TASK ITEM: Across the following data, state how many lines include the word "crates". Provide the number alone.

SOURCE DATA:

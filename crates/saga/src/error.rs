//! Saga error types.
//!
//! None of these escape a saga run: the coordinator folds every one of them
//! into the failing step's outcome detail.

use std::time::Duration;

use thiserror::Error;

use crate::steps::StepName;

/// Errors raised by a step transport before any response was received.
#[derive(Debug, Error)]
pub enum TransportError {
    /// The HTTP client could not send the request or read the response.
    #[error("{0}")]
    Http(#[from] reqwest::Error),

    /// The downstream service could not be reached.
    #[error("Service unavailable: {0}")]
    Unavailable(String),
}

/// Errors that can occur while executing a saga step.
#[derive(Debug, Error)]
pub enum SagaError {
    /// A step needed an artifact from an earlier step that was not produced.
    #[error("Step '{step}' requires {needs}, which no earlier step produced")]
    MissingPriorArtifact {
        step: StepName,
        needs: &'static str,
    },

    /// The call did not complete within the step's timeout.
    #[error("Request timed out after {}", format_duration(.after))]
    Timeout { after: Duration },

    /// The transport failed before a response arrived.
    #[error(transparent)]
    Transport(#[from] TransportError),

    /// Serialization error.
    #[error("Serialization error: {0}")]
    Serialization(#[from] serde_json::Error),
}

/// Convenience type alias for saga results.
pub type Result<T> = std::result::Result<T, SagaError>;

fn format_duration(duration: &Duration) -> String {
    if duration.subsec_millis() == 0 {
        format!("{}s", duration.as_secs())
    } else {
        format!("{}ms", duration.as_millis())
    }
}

* * *

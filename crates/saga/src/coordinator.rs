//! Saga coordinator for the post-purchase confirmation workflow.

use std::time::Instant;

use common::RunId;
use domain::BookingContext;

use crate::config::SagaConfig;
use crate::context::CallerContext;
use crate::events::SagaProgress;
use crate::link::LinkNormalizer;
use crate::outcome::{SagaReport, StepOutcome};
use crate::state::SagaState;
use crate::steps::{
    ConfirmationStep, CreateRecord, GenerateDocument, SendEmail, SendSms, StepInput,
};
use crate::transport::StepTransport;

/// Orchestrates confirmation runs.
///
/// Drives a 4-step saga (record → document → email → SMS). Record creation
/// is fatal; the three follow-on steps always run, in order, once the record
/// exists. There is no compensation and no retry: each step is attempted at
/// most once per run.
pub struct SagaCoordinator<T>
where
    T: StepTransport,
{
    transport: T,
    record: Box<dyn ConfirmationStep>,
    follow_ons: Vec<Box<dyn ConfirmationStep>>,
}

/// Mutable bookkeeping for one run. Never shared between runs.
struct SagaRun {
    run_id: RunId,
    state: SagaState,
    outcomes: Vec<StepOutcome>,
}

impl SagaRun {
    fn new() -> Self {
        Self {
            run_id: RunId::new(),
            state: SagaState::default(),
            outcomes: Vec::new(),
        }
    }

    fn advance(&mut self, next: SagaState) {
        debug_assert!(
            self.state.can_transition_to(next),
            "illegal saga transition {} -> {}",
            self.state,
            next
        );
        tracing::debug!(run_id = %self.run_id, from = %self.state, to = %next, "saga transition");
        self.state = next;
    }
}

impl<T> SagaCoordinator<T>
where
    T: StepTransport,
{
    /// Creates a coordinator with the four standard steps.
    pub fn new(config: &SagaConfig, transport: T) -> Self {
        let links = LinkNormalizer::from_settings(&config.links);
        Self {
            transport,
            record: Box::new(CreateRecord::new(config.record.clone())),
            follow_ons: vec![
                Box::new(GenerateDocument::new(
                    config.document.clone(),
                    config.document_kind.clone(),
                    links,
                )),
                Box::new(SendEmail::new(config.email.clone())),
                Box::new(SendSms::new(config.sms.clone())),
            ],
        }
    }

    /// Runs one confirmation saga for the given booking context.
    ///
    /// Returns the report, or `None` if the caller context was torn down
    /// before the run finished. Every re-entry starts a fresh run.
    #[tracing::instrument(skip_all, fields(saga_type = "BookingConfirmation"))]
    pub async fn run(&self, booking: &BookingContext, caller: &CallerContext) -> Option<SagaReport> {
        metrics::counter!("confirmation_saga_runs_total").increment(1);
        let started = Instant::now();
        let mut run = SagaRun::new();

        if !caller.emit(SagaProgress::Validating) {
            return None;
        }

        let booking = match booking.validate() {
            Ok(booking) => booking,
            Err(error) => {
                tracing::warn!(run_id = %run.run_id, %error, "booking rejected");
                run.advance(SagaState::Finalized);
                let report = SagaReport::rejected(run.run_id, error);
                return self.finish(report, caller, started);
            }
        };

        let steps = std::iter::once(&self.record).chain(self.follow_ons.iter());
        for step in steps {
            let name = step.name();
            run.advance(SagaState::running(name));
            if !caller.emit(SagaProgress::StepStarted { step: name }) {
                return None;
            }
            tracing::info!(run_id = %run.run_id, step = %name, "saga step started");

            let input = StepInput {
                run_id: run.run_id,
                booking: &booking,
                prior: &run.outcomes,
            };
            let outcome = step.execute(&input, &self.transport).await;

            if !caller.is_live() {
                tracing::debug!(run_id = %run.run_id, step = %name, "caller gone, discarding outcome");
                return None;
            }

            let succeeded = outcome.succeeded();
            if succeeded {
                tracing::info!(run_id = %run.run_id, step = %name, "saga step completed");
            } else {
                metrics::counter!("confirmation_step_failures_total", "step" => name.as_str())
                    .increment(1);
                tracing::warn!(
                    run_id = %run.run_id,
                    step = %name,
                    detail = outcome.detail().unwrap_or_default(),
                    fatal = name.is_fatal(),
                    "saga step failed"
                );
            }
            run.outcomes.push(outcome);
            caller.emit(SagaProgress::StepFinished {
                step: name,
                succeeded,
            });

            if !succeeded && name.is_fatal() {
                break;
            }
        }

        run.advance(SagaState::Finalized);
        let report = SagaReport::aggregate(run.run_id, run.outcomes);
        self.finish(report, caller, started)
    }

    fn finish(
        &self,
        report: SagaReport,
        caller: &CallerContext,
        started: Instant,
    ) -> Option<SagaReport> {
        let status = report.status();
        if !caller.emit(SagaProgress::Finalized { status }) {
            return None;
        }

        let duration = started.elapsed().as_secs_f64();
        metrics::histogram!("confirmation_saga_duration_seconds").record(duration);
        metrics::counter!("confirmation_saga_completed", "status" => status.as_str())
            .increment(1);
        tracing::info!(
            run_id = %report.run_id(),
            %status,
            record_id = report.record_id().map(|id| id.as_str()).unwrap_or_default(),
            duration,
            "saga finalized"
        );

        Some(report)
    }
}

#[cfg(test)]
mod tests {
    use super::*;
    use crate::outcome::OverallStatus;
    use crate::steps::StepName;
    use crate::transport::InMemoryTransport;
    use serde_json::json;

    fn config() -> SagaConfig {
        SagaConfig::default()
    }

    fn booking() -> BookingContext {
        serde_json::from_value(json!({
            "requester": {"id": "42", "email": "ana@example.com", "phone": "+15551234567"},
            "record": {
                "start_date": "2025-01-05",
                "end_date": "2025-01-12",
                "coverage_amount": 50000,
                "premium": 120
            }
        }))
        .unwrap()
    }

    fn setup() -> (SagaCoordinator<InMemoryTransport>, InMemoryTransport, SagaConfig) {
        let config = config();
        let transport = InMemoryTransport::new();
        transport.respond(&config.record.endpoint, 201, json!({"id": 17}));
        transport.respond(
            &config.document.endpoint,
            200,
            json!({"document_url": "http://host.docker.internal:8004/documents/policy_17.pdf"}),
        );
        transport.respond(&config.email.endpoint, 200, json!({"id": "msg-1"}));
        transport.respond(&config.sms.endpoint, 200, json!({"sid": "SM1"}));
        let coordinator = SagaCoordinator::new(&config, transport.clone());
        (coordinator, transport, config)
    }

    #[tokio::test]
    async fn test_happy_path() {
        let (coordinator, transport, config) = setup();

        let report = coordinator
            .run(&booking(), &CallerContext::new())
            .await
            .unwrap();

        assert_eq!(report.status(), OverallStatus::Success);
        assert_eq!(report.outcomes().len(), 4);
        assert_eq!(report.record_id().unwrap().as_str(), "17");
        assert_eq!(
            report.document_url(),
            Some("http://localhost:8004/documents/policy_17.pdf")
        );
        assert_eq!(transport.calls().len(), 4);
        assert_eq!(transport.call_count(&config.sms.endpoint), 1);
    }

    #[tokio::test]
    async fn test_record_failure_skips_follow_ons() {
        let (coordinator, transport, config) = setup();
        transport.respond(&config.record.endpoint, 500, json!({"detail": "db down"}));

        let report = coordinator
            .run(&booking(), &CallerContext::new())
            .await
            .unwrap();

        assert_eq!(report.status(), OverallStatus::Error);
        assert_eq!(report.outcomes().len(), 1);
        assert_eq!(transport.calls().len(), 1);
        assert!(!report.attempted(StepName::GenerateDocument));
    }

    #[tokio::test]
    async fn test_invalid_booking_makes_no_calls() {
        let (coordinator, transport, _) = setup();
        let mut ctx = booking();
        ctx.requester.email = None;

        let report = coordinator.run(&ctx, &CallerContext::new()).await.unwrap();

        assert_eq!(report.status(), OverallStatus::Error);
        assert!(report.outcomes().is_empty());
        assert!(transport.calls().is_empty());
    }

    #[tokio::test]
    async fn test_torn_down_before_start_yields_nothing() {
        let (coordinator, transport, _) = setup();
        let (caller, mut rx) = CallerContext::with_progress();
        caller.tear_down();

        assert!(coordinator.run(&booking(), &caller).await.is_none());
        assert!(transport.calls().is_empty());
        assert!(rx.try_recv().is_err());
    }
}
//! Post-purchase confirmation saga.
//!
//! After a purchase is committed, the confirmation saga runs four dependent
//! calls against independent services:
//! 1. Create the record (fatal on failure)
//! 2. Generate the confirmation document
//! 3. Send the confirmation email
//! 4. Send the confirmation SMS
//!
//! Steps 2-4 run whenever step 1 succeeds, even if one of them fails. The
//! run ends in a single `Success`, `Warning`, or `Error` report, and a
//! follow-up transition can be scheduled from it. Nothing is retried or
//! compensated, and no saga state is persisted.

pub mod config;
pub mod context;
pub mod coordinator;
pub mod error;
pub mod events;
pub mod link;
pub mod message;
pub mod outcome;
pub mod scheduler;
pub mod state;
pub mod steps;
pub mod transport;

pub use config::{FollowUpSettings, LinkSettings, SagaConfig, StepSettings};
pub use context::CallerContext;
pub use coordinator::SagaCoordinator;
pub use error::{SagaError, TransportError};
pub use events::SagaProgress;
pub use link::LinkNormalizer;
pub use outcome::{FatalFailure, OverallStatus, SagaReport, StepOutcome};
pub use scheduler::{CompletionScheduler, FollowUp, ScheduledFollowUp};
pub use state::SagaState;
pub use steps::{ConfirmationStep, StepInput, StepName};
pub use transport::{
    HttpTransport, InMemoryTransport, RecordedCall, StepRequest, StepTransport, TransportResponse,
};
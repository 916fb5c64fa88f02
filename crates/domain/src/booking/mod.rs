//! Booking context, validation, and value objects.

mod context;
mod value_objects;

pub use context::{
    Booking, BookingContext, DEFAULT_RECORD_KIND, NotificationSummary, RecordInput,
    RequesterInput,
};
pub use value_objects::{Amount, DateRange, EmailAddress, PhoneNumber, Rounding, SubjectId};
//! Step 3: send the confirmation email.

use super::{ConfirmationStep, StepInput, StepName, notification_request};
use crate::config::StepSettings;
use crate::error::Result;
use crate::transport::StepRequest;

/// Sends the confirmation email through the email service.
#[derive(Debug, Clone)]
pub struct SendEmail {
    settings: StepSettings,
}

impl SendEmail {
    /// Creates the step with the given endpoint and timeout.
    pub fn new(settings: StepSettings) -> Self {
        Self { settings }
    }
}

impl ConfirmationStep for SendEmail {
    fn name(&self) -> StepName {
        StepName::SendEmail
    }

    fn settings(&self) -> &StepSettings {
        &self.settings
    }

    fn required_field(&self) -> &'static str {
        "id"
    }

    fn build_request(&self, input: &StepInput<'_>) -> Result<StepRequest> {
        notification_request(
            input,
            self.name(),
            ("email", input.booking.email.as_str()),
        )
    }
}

EXERCISE RESPONSE: 3